*** Opening SUPPLIED DATA ***

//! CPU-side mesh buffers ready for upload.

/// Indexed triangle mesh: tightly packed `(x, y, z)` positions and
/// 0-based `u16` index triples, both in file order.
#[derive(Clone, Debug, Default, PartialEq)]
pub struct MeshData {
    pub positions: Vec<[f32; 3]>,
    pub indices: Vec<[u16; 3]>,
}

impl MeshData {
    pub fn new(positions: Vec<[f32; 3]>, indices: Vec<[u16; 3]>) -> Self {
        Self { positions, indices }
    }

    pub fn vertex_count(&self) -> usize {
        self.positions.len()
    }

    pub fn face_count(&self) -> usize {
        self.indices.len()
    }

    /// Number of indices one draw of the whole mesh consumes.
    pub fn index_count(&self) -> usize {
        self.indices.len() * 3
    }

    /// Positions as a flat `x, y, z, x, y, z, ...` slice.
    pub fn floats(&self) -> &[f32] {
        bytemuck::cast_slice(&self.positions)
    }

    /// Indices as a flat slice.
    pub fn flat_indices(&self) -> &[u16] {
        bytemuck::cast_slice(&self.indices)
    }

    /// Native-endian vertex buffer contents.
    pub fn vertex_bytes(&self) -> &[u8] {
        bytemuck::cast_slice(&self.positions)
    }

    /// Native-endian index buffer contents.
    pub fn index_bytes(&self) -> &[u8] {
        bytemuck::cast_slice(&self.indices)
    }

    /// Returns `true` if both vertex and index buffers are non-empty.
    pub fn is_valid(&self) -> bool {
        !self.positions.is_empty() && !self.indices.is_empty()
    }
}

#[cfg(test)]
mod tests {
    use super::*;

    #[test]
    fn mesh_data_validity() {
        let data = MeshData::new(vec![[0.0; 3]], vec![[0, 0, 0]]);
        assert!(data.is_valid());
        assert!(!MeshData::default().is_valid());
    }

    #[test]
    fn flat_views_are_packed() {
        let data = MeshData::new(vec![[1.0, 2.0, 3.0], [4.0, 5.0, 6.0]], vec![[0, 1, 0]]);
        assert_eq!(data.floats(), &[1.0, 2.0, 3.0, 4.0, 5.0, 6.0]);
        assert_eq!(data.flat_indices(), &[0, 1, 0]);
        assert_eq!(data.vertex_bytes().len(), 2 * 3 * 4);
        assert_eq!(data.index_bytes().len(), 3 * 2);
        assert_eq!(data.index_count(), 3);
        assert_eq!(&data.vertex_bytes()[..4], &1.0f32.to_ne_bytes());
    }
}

*** Closing SUPPLIED DATA ***
*** Opening SUPPLIED DATA ***

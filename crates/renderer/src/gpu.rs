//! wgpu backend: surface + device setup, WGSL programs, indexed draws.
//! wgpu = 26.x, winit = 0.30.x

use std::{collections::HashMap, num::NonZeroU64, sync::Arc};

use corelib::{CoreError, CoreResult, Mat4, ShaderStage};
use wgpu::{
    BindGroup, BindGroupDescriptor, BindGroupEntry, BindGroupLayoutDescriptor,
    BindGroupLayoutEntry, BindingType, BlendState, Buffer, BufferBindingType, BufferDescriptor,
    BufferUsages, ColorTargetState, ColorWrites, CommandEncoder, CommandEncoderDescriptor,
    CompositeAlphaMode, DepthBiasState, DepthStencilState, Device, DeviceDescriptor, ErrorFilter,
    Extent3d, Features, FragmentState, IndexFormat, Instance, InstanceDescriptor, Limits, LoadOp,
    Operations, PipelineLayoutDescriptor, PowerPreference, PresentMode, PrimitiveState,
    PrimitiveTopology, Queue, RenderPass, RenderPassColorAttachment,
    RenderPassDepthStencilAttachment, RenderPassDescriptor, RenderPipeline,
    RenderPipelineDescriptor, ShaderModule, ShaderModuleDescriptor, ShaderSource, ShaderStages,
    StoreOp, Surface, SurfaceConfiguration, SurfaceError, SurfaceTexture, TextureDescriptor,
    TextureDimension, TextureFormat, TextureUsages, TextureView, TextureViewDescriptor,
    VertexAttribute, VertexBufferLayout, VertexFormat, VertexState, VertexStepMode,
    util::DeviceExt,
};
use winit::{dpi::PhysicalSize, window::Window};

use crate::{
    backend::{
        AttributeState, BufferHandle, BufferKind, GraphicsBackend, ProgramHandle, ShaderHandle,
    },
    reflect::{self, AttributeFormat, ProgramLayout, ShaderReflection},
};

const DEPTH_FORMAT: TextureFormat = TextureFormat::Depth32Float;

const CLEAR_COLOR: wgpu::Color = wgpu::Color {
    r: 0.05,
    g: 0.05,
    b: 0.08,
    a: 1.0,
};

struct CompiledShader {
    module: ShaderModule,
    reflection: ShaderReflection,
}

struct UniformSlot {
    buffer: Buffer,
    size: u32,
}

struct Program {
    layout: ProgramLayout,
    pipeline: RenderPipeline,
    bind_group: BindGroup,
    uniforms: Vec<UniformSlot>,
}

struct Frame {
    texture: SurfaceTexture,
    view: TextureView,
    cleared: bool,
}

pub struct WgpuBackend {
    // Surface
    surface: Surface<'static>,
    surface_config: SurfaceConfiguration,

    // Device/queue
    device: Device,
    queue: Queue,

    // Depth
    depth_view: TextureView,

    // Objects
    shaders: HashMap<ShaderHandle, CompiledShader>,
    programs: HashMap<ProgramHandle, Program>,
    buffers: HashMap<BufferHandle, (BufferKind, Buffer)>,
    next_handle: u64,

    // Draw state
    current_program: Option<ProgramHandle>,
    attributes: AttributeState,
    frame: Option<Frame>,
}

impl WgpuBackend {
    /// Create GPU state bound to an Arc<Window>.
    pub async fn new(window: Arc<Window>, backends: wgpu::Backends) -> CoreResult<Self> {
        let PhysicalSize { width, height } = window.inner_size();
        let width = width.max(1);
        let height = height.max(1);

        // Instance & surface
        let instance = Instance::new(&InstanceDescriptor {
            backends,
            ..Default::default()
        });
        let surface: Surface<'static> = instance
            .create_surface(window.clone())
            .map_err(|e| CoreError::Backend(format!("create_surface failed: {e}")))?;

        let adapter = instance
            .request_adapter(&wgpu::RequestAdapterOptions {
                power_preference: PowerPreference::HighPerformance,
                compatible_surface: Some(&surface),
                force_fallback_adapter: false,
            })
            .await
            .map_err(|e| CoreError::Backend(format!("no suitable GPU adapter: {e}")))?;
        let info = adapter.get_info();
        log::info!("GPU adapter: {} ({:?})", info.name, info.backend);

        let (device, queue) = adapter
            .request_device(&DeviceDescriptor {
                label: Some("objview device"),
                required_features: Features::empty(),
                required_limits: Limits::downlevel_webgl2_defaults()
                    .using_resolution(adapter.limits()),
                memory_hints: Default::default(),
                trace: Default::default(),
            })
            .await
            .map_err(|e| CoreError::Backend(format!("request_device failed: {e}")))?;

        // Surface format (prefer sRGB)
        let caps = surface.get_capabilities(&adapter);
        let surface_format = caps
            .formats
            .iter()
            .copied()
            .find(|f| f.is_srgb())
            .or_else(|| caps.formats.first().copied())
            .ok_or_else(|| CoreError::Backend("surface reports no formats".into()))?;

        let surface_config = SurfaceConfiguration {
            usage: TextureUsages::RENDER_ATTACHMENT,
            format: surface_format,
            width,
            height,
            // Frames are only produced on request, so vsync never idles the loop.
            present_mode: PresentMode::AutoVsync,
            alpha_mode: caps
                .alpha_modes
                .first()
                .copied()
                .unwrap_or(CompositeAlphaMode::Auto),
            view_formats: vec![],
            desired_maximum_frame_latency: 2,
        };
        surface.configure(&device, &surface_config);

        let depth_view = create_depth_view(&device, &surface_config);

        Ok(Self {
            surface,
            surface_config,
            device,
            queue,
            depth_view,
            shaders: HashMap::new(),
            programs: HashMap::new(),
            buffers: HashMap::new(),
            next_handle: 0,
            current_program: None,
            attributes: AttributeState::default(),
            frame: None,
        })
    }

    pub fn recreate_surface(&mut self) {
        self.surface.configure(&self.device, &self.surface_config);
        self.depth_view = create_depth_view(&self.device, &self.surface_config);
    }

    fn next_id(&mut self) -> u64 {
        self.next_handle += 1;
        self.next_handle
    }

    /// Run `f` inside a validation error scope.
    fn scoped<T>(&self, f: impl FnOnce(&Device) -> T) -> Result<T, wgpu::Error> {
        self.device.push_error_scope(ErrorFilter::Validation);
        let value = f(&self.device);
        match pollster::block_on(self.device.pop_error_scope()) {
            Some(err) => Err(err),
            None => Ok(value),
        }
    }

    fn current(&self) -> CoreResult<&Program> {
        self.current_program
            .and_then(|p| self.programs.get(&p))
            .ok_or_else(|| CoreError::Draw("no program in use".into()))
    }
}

*** Closing SUPPLIED DATA ***

TASK PROMPT. Reproduce every line in the data that has the word "PhysicalSize" in it.

ANSWER AREA.
use winit::{dpi::PhysicalSize, window::Window};
        let PhysicalSize { width, height } = window.inner_size();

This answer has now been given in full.